Do You Know What Skills Your AI Agents Are Installing? They Could Cause Your Next Data Breach

Cybersecurity leaders warn that malicious AI skills, poisoned MCP servers, and shadow agents are creating an entirely new class of supply chain attack.

Published on Mar 26, 2026
Joel Witts Written by Joel Witts
Do You Know What Skills Your AI Agents Are Installing? They Could Cause Your Next Data Breach

Everyone in your organization is a developer now, even if they don’t know it. Using tools like Claude Cowork, anyone can start creating landing pages, or interactive dashboards with sensitive company data, without any coding ability at all.

But when you give an AI agent a task, a lot happens behind the scenes that the average user can’t see. LLMs are not just writing code or answering questions anymore. They are downloading skills, installing packages and connecting to MCPs (an Anthropic open protocol that allows LLMs to connect with tools). 

Attackers know this and are already starting to exploit the trust humans are putting in AI models.

AI skills pose specific problems that organizations need to grapple with. Skills are sets of instructions that give AI agents the ability to perform specific tasks, like say creating specific types of files or writing code for specific use cases. 

But that same capability creates a new attack surface. A malicious skill can instruct an agent to exfiltrate data, cache secrets insecurely, or modify databases, all while appearing to carry out legitimate work.

This is a completely new risk from a cybersecurity perspective and needs a new way of thinking to tackle.

“We found skills are actually being exploited. It’s like malware. Three lines of English can compromise your environment,” Manoj Nair, Chief Innovation Officer at Snyk, told Expert Insights at RSAC 2026.

“They don’t understand that an agent downloading a skill, or building one, has code inside it,” Nair warned.

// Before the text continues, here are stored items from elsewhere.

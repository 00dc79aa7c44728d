//! A remote debugging protocol: wire codec, tracer state machine, and
//! host-side connection manager + object model.
//!
//! A debuggee agent ([`dispatcher`], [`tracer`]) embeds in the process being
//! debugged and speaks the binary protocol in [`command`]/[`codec`] over a
//! TCP connection to a debugger host ([`connection`], [`session`],
//! [`model`]). [`launcher`] spawns the debuggee and [`interp`] decouples the
//! tracer from any one language runtime.

pub mod codec;
pub mod command;
pub mod connection;
pub mod dispatcher;
pub mod error;
pub mod interp;
pub mod launcher;
pub mod model;
pub mod protocol;
pub mod session;
pub mod tracer;

pub use error::Error;
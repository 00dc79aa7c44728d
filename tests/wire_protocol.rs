//! End-to-end exercise of the protocol over a real loopback socket: a
//! "debuggee" half (tracer + dispatcher) and a "host" half (raw frame
//! reader/writer) talk to each other the way `crate::connection` and a real
//! agent process would, without spawning a second OS process.

use std::net::{TcpListener, TcpStream};
use std::sync::mpsc;
use std::sync::Mutex;
use std::thread;
use std::time::Duration;

use bstr::ByteSlice;

use headcrab::codec::{read_length_prefixed_frame, Writer};
use headcrab::command::{Command, Event};
use headcrab::dispatcher;
use headcrab::interp::{FrameSnapshot, Program, ScriptAdapter};
use headcrab::protocol;
use headcrab::tracer::{EventSink, Tracer};

struct SocketSink(Mutex<TcpStream>);

impl EventSink for SocketSink {
    fn emit(&self, event: Event) {
        let mut stream = self.0.lock().unwrap();
        protocol::send_event(&mut *stream, &event).unwrap();
    }
}

fn frame(file: &str, line: u32) -> FrameSnapshot {
    FrameSnapshot {
        id: 0,
        file: file.to_string(),
        function_name: "<module>".to_string(),
        first_line: 1,
        last_line: 10,
        line,
        arg_names: vec![],
        locals: vec![],
    }
}

fn send_command(stream: &TcpStream, cmd: &Command) {
    let mut w = Writer::new();
    cmd.encode(&mut w);
    let mut clone = stream.try_clone().unwrap();
    w.send_raw(&mut clone).unwrap();
}

#[test]
fn breakpoint_hit_round_trips_over_a_real_socket() {
    let listener = TcpListener::bind("127.0.0.1:0").unwrap();
    let port = listener.local_addr().unwrap().port();

    let (events_tx, events_rx) = mpsc::channel();
    let (accepted_tx, accepted_rx) = mpsc::channel();
    thread::spawn(move || {
        let (stream, _) = listener.accept().unwrap();
        accepted_tx.send(stream.try_clone().unwrap()).unwrap();
        protocol::read_events(stream, move |event| {
            let _ = events_tx.send(event);
        });
    });

    let debuggee_stream = TcpStream::connect(("127.0.0.1", port)).unwrap();
    let writer_half = debuggee_stream.try_clone().unwrap();
    let reader_half = debuggee_stream.try_clone().unwrap();

    let sink = SocketSink(Mutex::new(writer_half));
    let tracer = std::sync::Arc::new(Tracer::new(sink));
    tracer.emit_external(Event::Connected {
        correlation_id: [9u8; 16],
        ok: true,
    });

    let adapter = ScriptAdapter::new(Program::default());
    let dispatcher_tracer = std::sync::Arc::clone(&tracer);
    let dispatcher_handle = thread::spawn(move || {
        dispatcher::run(reader_half, &dispatcher_tracer, &adapter);
    });

    let host_stream = accepted_rx.recv_timeout(Duration::from_secs(1)).unwrap();

    assert_eq!(
        events_rx.recv_timeout(Duration::from_secs(1)).unwrap(),
        Event::Connected {
            correlation_id: [9u8; 16],
            ok: true
        }
    );

    tracer.on_module_load("s.py");
    assert_eq!(
        events_rx.recv_timeout(Duration::from_secs(1)).unwrap(),
        Event::ModuleLoaded {
            module_id: 1,
            file: "s.py".to_string()
        }
    );

    send_command(
        &host_stream,
        &Command::SetBreakpoint {
            id: 7,
            line: 2,
            file: "s.py".to_string(),
            condition: None,
        },
    );
    assert_eq!(
        events_rx.recv_timeout(Duration::from_secs(1)).unwrap(),
        Event::BreakpointBound { id: 7 }
    );

    let line_tracer = std::sync::Arc::clone(&tracer);
    let line_handle = thread::spawn(move || {
        line_tracer.register_thread(1, "MainThread".to_string(), None);
        line_tracer.on_line(1, frame("s.py", 2));
    });

    assert_eq!(
        events_rx.recv_timeout(Duration::from_secs(1)).unwrap(),
        Event::ThreadCreated { tid: 1 }
    );
    assert!(matches!(
        events_rx.recv_timeout(Duration::from_secs(1)).unwrap(),
        Event::ThreadFrames { tid: 1, .. }
    ));
    assert_eq!(
        events_rx.recv_timeout(Duration::from_secs(1)).unwrap(),
        Event::BreakpointHit { id: 7, tid: 1 }
    );

    send_command(&host_stream, &Command::ResumeAll);
    line_handle.join().unwrap();

    send_command(&host_stream, &Command::Detach);
    dispatcher_handle.join().unwrap();
}

#[test]
fn connected_handshake_frame_round_trips_byte_for_byte() {
    let mut w = Writer::new();
    let event = Event::Connected {
        correlation_id: [0xAB; 16],
        ok: true,
    };
    event.encode(&mut w);

    let mut wire = Vec::new();
    w.send_length_prefixed(&mut wire).unwrap();

    // sanity: the tag is the first four bytes after the length prefix, and
    // bstr gives a readable failure message if that ever drifts.
    assert_eq!(wire[4..8].as_bstr(), b"CONN".as_bstr());

    let mut cursor = std::io::Cursor::new(wire);
    let (tag, mut reader) = read_length_prefixed_frame(&mut cursor).unwrap();
    let decoded = Event::decode(&tag, &mut reader).unwrap();
    assert_eq!(decoded, event);
}
use std::io;

use thiserror::Error;

/// Crate-wide error type shared by the host and debuggee sides.
#[derive(Error, Debug)]
pub enum Error {
    #[error("{0}")]
    Io(#[from] io::Error),

    /// A frame's header or payload did not parse (truncated, bad length
    /// prefix, bad string prefix byte).
    #[error("bad message")]
    BadMessage,

    /// A command or event frame carried a tag outside the closed vocabulary.
    #[error("unknown tag {0:?}")]
    UnknownTag([u8; 4]),

    /// A frame claimed a payload size that did not match what was read.
    #[error("truncated frame: expected {expected} bytes, got {got}")]
    Truncated { expected: usize, got: usize },

    /// A connection announced a correlation id with no matching launched
    /// process. Per spec this is not fatal to the manager; callers log and
    /// drop the connection rather than propagate this upward as a hard
    /// failure, but the variant exists so they can tell the two cases apart.
    #[error("unknown correlation id")]
    UnknownCorrelationId,

    /// A breakpoint id referenced by `brkc`/`brkr` is not one the process
    /// issued.
    #[error("unknown breakpoint id {0}")]
    UnknownBreakpoint(u32),
}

The Shadow Agent That ‘Jumped’ to the CI/CD Pipeline

The problem gets worse when organizations don’t know which agents are running in their environment, let alone what those agents are doing.

Deepen Desai, Chief Security Officer at Zscaler, described a real-world incident where a developer installed the OpenClaw AI framework for experimentation on a dev machine. A week later, the OpenClaw bot was running on the organization’s CI/CD pipeline, despite nobody asking it to go there.

“They were clueless on how it jumped from one to the other. Nobody did anything. But it’s the agent’s ability to do that next-level thing based on whatever you’re asking it to do,” Desai told Expert Insights. “Whether it’s lateral propagation, whether it’s moving around accessing things you didn’t want it to, if it has access, it will access.”

Desai pointed to Zscaler’s latest ThreatLabz AI security report, which found AI adoption approaching close to a trillion enterprise transactions in 2025 with 80-90% year-on-year growth. But 39% of AI-related activity was being blocked due to policy violations or data loss prevention triggers, a sign that adoption is running well ahead of governance.

The supply chain risk compounds the shadow agent problem. Desai uses the example of the compromise of Trivy, a vulnerability scanner used in GitLab pipelines, which led to downstream package compromises including LiteLLM.

“Now think about a shadow agent sitting in your environment that you’re not even aware of, and it’s trying to install some of these compromised packages,” Desai said. “The speed at which some of these attacks are going to happen are going to be exponential in the age of shadow agents.”

Agents Are the New Insider Threat

Nair warned that agents themselves are becoming a new class of insider threat that most organizations are simply not ready for.

“You have a new class of insider attacks, but it’s not a human, it’s an agent that’s going to be the reason you get compromised,” he said.

Agents can go rogue through prompt injection, poisoned MCP servers, or even just by making errors during large sessions. There have been real-world examples: AWS Kiro’s agent deleting a database, and Meta experiencing outages linked to agentic systems.

Independent benchmarking from baxbench.com suggests 50% of back-end code produced by the latest AI models is either incorrect or insecure. Across Snyk’s customer base, per-developer vulnerability counts have increased between two and 10x over the past year.

Both Nair and Desai argued the only viable defense is empowering security teams with agentic AI tools that can help to map, monitor, and secure AI deployments.

For Nair, that means scanning skills before they enter environments and using AI to check AI output in real time. For Desai, it means extending zero trust principles to agents themselves, and providing agentic capabilities to the SOC.

“If one of those agents is compromised and your users can’t talk to each other, but all of these agents are on a flat network communication channel where they can poison each other and attack each other, you’re essentially creating a huge attack surface,” Desai said. “The same zero trust principle needs to be applied to agents.”

Security teams need to know what agents are running in their environment, what skills those agents are installing, and what access they have. The alternative is swallowing whatever the agent hands you and hoping for the best.